Entries provided:
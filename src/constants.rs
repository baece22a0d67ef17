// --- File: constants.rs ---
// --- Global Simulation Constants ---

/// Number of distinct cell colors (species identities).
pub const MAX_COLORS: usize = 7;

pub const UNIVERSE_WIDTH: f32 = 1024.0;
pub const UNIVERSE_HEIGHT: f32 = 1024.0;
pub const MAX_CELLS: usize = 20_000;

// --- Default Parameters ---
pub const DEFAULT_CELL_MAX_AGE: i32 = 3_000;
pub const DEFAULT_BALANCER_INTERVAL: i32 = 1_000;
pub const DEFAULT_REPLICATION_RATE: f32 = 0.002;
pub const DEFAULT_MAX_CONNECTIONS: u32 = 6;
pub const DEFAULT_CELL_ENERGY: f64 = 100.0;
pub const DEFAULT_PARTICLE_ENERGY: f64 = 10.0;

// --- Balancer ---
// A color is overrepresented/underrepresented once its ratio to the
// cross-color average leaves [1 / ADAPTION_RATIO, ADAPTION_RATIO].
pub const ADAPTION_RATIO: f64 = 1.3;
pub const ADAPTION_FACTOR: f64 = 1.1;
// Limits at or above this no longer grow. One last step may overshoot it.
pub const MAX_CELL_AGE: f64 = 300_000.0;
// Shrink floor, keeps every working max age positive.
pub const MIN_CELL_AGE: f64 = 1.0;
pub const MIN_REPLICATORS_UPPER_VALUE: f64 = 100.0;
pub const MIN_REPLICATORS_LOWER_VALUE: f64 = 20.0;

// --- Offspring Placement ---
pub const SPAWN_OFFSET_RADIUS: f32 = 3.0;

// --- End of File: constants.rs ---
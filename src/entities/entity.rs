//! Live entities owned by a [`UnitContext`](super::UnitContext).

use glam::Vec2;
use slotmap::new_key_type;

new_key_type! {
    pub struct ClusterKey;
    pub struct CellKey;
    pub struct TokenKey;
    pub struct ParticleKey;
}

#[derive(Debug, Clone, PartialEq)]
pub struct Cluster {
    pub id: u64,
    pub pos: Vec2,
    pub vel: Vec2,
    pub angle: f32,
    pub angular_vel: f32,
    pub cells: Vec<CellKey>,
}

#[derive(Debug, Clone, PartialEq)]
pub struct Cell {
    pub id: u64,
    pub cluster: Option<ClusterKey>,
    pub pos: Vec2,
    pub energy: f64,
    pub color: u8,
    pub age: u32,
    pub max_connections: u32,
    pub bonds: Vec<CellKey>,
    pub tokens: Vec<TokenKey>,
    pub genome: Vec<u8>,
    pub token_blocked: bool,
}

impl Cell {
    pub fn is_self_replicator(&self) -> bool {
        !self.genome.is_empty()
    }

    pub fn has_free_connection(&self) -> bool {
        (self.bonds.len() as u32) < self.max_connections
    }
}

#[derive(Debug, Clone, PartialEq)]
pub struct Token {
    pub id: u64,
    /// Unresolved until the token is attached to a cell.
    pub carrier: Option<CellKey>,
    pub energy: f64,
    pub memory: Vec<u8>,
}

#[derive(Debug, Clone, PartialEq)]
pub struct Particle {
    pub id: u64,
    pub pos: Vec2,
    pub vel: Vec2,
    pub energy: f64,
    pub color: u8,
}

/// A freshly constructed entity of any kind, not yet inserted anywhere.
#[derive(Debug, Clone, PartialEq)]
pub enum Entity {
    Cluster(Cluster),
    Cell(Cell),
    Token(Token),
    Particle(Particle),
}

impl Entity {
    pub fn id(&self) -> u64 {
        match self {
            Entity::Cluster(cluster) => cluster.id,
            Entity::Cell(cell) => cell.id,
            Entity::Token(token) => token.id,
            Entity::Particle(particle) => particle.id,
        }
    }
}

Goal of the exercise: Restate word for word the lines above, beginning at the first one and ending at the line that carries "pub const UNIVERSE_HEIGHT: f32 = 1024.0;".

Exercise response:
filename src/constants.rs
repository baece22a0d67ef17
// --- File: constants.rs ---
// --- Global Simulation Constants ---

/// Number of distinct cell colors (species identities).
pub const MAX_COLORS: usize = 7;

pub const UNIVERSE_WIDTH: f32 = 1024.0;
pub const UNIVERSE_HEIGHT: f32 = 1024.0;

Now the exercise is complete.